- Born: January 25, 1962 (age 63) Pawtucket, Rhode Island
- Occupation(s): Activist, author

= Aaron Fricke =

American gay rights activist and author

Aaron Fricke (born January 25, 1962) is an American gay rights activist and author. He was born in Pawtucket, Rhode Island. He is best known for Fricke v. Lynch, a legal case in which he won his first amendment legal right to attend prom and for his autobiography Reflections of a Rock Lobster in which he details growing up gay culminating at that high school dance.

== Court case ==

Shortly after he came out in 1980, Fricke began seeing another male student. Fricke decided to bring him as his date to the prom. When the high school informed Fricke he could not bring him to the prom, he filed suit in U.S. District court. The presiding judge, Raymond J. Pettine, ruled in Fricke's favor, ordering the school to not only allow him and his partner to attend as a couple but also to provide enough security to ensure their safety. The case received considerable media attention, and news camera crews filmed and interviewed the couple at the dance.

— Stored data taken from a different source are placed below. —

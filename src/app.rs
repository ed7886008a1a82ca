use std::time::{Duration, Instant};

use rand::Rng;

use crate::config::{GRID_HEIGHT, GRID_WIDTH, INCLUSION_PROBABILITY, SEED_RADIUS, STATE_COUNT};
use crate::error::{AutomataError, Result};
use crate::interchange::{format_rule_sets, parse_rule_sets};
use crate::render::{ascii_snapshot, Frame, Palette, Rgba};
use crate::simulation::{
    search, Grid, InclusionCurve, Region, RuleFactory, RuleSet, SearchConfig, SearchResult,
    StateId, TrialScheduler,
};

/// Settings for a [`Session`]
#[derive(Debug, Clone, PartialEq)]
pub struct SessionConfig {
    pub width: usize,
    pub height: usize,
    pub state_count: usize,
    pub inclusion_probability: f64,
    pub curve: InclusionCurve,
    /// Half side of the centered square filled by [`Session::randomize`]
    pub seed_radius: usize,
}

impl Default for SessionConfig {
    fn default() -> Self {
        Self {
            width: GRID_WIDTH,
            height: GRID_HEIGHT,
            state_count: STATE_COUNT,
            inclusion_probability: INCLUSION_PROBABILITY,
            curve: InclusionCurve::Uniform,
            seed_radius: SEED_RADIUS,
        }
    }
}

/// One grid with its rules, palette and frame, driven by a single owner.
pub struct Session<R> {
    grid: Grid,
    palette: Palette,
    frame: Frame,
    factory: RuleFactory,
    seed_radius: usize,
    rng: R,
    rate: RateMeter,
}

impl<R: Rng> Session<R> {
    /// Start with freshly generated random rules and an empty grid.
    pub fn new(config: SessionConfig, mut rng: R) -> Result<Self> {
        let factory = RuleFactory::new(config.inclusion_probability)?.with_curve(config.curve)?;
        let rule_sets = factory.random_rule_sets(config.state_count, &mut rng)?;
        let mut grid = Grid::new(config.width, config.height, rule_sets)?;
        let palette = Palette::for_states(config.state_count);
        let frame = Frame::for_grid(&mut grid, &palette);

        log::info!(
            "Session: {}x{} grid, {} states",
            config.width,
            config.height,
            config.state_count
        );

        Ok(Self {
            grid,
            palette,
            frame,
            factory,
            seed_radius: config.seed_radius,
            rng,
            rate: RateMeter::new(0),
        })
    }

    pub fn grid(&self) -> &Grid {
        &self.grid
    }

    pub fn frame(&self) -> &Frame {
        &self.frame
    }

    pub fn palette(&self) -> &Palette {
        &self.palette
    }

    pub fn set_seed_radius(&mut self, radius: usize) {
        self.seed_radius = radius;
    }

    /// Put every cell back in the base state.
    pub fn clear(&mut self) {
        self.grid.clear();
        self.frame.repaint(&mut self.grid, &self.palette);
    }

    /// Random states in the centered seed square, base state elsewhere.
    pub fn randomize(&mut self) {
        let region = Region::centered_square(self.grid.width(), self.grid.height(), self.seed_radius);
        self.grid.randomize_region(region, &mut self.rng);
        self.frame.repaint(&mut self.grid, &self.palette);
    }

    /// Set one cell, e.g. from a pointer event.
    pub fn paint(&mut self, id: StateId, x: usize, y: usize) -> Result<()> {
        self.grid.set_one_cell(id, x, y)?;
        self.frame.repaint(&mut self.grid, &self.palette);
        Ok(())
    }

    /// Advance one generation. Returns the number of cells that changed.
    pub fn step(&mut self) -> usize {
        let changed = self.grid.step();
        self.frame.repaint(&mut self.grid, &self.palette);

        let generation = self.grid.generation();
        if let Some(rate) = self.rate.sample(generation) {
            log::info!(
                "{:.0} generations/s, generation {}, density {:.4}, activity {:.4}",
                rate,
                generation,
                self.grid.density(),
                self.grid.activity()
            );
        }
        changed
    }

    /// Advance `steps` generations, stopping early once nothing changes.
    /// Returns the number of generations actually run.
    pub fn run(&mut self, steps: u64) -> u64 {
        for done in 0..steps {
            if self.step() == 0 {
                log::info!("Grid settled after {} steps", done + 1);
                return done + 1;
            }
        }
        steps
    }

    /// Fresh random rules without any search, then reseed.
    pub fn randomize_rules(&mut self) -> Result<()> {
        let rule_sets = self
            .factory
            .random_rule_sets(self.grid.state_count(), &mut self.rng)?;
        self.grid.set_rule_sets(rule_sets)?;
        self.clear();
        self.randomize();
        Ok(())
    }

    /// Search for rules and install whatever the search returns, accepted or
    /// not, then reseed. A different state count resizes the palette.
    pub fn search_rules<C, S>(
        &mut self,
        config: SearchConfig,
        should_continue: C,
        scheduler: &mut S,
    ) -> Result<SearchResult>
    where
        C: FnMut() -> bool,
        S: TrialScheduler + ?Sized,
    {
        let result = search(config, &mut self.rng, should_continue, scheduler)?;
        if result.success {
            log::info!("Found rules after {} trials", result.trials);
        } else {
            log::info!("Search stopped after {} trials without a match", result.trials);
        }
        self.install_rules(result.rule_sets.clone())?;
        self.clear();
        self.randomize();
        Ok(result)
    }

    pub fn export_rules(&self) -> String {
        format_rule_sets(self.grid.rule_sets())
    }

    /// Parse rule text and install it. With the same state count the cells
    /// are kept; otherwise the grid starts over empty.
    pub fn import_rules(&mut self, text: &str) -> Result<()> {
        let rule_sets = parse_rule_sets(text)?;
        log::info!("Imported rules for {} states", rule_sets.len());
        self.install_rules(rule_sets)
    }

    /// Recolor one state and redraw the frame.
    pub fn set_color(&mut self, id: StateId, color: Rgba) -> Result<()> {
        if id as usize >= self.grid.state_count() {
            return Err(AutomataError::UnknownState {
                id: id as usize,
                state_count: self.grid.state_count(),
            });
        }
        self.palette.set_color(id, color);
        self.frame.redraw(&mut self.grid, &self.palette);
        Ok(())
    }

    pub fn ascii(&self) -> String {
        ascii_snapshot(&self.grid)
    }

    fn install_rules(&mut self, rule_sets: Vec<RuleSet>) -> Result<()> {
        let state_count = rule_sets.len();
        let resized = state_count != self.grid.state_count();
        self.grid.set_rule_sets(rule_sets)?;
        if resized {
            self.palette = Palette::for_states(state_count);
            self.frame.redraw(&mut self.grid, &self.palette);
        }
        Ok(())
    }
}

/// Generation rate of a session, reported at most once per interval
struct RateMeter {
    last_report: Instant,
    last_generation: u64,
    interval: Duration,
}

impl RateMeter {
    fn new(generation: u64) -> Self {
        Self {
            last_report: Instant::now(),
            last_generation: generation,
            interval: Duration::from_secs(1),
        }
    }

    /// Generations per second since the last report, once the interval has
    /// passed.
    fn sample(&mut self, generation: u64) -> Option<f64> {
        let elapsed = self.last_report.elapsed();
        if elapsed < self.interval {
            return None;
        }
        let advanced = generation.saturating_sub(self.last_generation);
        self.last_report = Instant::now();
        self.last_generation = generation;
        Some(advanced as f64 / elapsed.as_secs_f64().max(1e-9))
    }
}

#[cfg(test)]
mod tests {
    use super::*;
    use crate::simulation::{Immediate, RuleSetBuilder, BASE_STATE};
    use rand::SeedableRng;
    use rand_chacha::ChaCha8Rng;

    fn small_config() -> SessionConfig {
        SessionConfig {
            width: 12,
            height: 10,
            state_count: 3,
            inclusion_probability: 0.2,
            curve: InclusionCurve::Uniform,
            seed_radius: 3,
        }
    }

    fn session() -> Session<ChaCha8Rng> {
        Session::new(small_config(), ChaCha8Rng::seed_from_u64(11)).unwrap()
    }

    fn stable_text(states: usize) -> String {
        let rule_sets: Vec<RuleSet> = (0..states)
            .map(|id| RuleSet::stable(id as StateId, states).unwrap())
            .collect();
        format_rule_sets(&rule_sets)
    }

    #[test]
    fn test_new_session_is_empty() {
        let session = session();
        assert_eq!(session.grid().state_count(), 3);
        assert_eq!(session.grid().density(), 0.0);
        assert_eq!(session.palette().color_count(), 3);
        assert_eq!((session.frame().width(), session.frame().height()), (12, 10));
    }

    #[test]
    fn test_randomize_stays_inside_seed_square() {
        let mut session = session();
        session.randomize();
        let region = Region::centered_square(12, 10, 3);
        for y in 0..10 {
            for x in 0..12 {
                if !region.contains(x, y) {
                    assert_eq!(session.grid().get(x, y), Some(BASE_STATE));
                }
            }
        }
        assert!(session.grid().density() > 0.0);

        session.clear();
        assert_eq!(session.grid().density(), 0.0);
        assert!(session.ascii().chars().all(|c| c == '.' || c == '\n'));
    }

    #[test]
    fn test_paint_updates_frame() {
        let mut session = session();
        session.paint(2, 4, 5).unwrap();
        assert_eq!(session.grid().get(4, 5), Some(2));
        assert_eq!(session.frame().pixel(4, 5), Some(session.palette().color(2)));
        assert!(matches!(
            session.paint(1, 12, 0),
            Err(AutomataError::OutOfBounds { .. })
        ));
        assert!(matches!(
            session.paint(3, 0, 0),
            Err(AutomataError::UnknownState { .. })
        ));
    }

    #[test]
    fn test_import_same_state_count_keeps_cells() {
        let mut session = session();
        session.paint(1, 2, 2).unwrap();
        session.import_rules(&stable_text(3)).unwrap();
        assert_eq!(session.grid().get(2, 2), Some(1));
        assert_eq!(session.export_rules(), stable_text(3));

        session.run(5);
        assert_eq!(session.grid().get(2, 2), Some(1), "stable rules change nothing");
    }

    #[test]
    fn test_import_new_state_count_resets() {
        let mut session = session();
        session.paint(1, 2, 2).unwrap();
        session.import_rules(&stable_text(5)).unwrap();
        assert_eq!(session.grid().state_count(), 5);
        assert_eq!(session.palette().color_count(), 5);
        assert_eq!(session.grid().get(2, 2), Some(BASE_STATE));
        session.paint(4, 0, 0).unwrap();

        assert!(session.import_rules("garbage").is_err());
        assert_eq!(session.grid().state_count(), 5, "failed import leaves rules alone");
    }

    #[test]
    fn test_run_stops_when_settled() {
        let mut session = session();
        session.import_rules(&stable_text(3)).unwrap();
        session.paint(1, 5, 5).unwrap();
        assert_eq!(session.run(50), 1);
    }

    #[test]
    fn test_stepping_follows_rules() {
        let mut session = session();
        let birth = RuleSetBuilder::new(0, 2).rule(1, 1, [1]).build().unwrap();
        let text = format_rule_sets(&[birth, RuleSet::stable(1, 2).unwrap()]);
        session.import_rules(&text).unwrap();
        assert_eq!(session.grid().state_count(), 2);

        session.paint(1, 5, 5).unwrap();
        session.step();
        assert_eq!(session.grid().get(4, 4), Some(1));
        assert_eq!(session.frame().pixel(4, 4), Some(session.palette().color(1)));
    }

    #[test]
    fn test_search_installs_result() {
        let mut session = session();
        let config = SearchConfig {
            state_count: 4,
            size: 16,
            ..SearchConfig::default()
        };
        let result = session
            .search_rules(config, || false, &mut Immediate)
            .unwrap();
        assert!(!result.success);
        assert_eq!(session.grid().state_count(), 4);
        assert_eq!(session.grid().rule_sets(), result.rule_sets.as_slice());
        assert_eq!(session.palette().color_count(), 4);
    }

    #[test]
    fn test_imported_rules_act_on_current_cells() {
        let mut session = session();
        session.import_rules(&stable_text(3)).unwrap();
        session.paint(1, 5, 5).unwrap();
        session.run(3);

        let birth = RuleSetBuilder::new(0, 3).rule(1, 1, [1]).build().unwrap();
        let text = format_rule_sets(&[
            birth,
            RuleSet::stable(1, 3).unwrap(),
            RuleSet::stable(2, 3).unwrap(),
        ]);
        session.import_rules(&text).unwrap();
        assert_eq!(session.step(), 8);
        assert_eq!(session.frame().pixel(4, 4), Some(session.palette().color(1)));
    }

    #[test]
    fn test_set_color_redraws() {
        let mut session = session();
        session.paint(2, 3, 3).unwrap();
        let red = Rgba::new(255, 0, 0, 255);
        session.set_color(2, red).unwrap();
        assert_eq!(session.palette().color(2), red);
        assert_eq!(session.frame().pixel(3, 3), Some(red));
        assert!(matches!(
            session.set_color(3, red),
            Err(AutomataError::UnknownState { .. })
        ));
    }

    #[test]
    fn test_rate_meter_counts_generations() {
        let mut meter = RateMeter::new(10);
        assert_eq!(meter.sample(20), None, "interval not reached");

        meter.interval = Duration::ZERO;
        let rate = meter.sample(40).unwrap();
        assert!(rate > 0.0);
        assert_eq!(meter.last_generation, 40);
        assert_eq!(meter.sample(40), Some(0.0), "no progress since the last report");
    }

    #[test]
    fn test_randomize_rules_keeps_state_count() {
        let mut session = session();
        let before = session.export_rules();
        session.randomize_rules().unwrap();
        assert_eq!(session.grid().state_count(), 3);
        assert_ne!(session.export_rules(), before);
    }
}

The case set a precedent that has been used across the United States to establish a legal right for students to bring same sex partners to school proms and other school social events.

== Writing ==
Fricke later wrote of his experience in a book, Reflections of a Rock Lobster: A Story about Growing Up Gay. He later collaborated with his father, Walter, on Sudden Strangers: the Story of a Gay Son and his Father, a book about their relationship and of the elder Fricke's coming to terms with his son's homosexuality. That book was published shortly after Walter Fricke's death from cancer in 1989. In 2012 and 2013, Boston Children's Theatre presented a play based on the book, adapted by Burgess Clark. The play received national attention for its anti-bullying message. BCT became the first children's repertory theater in the United States to portray gay rights issues with this production.

Mr. Fricke's archive includes correspondence and the period of writing the two books, and is held in the San Francisco Public Library.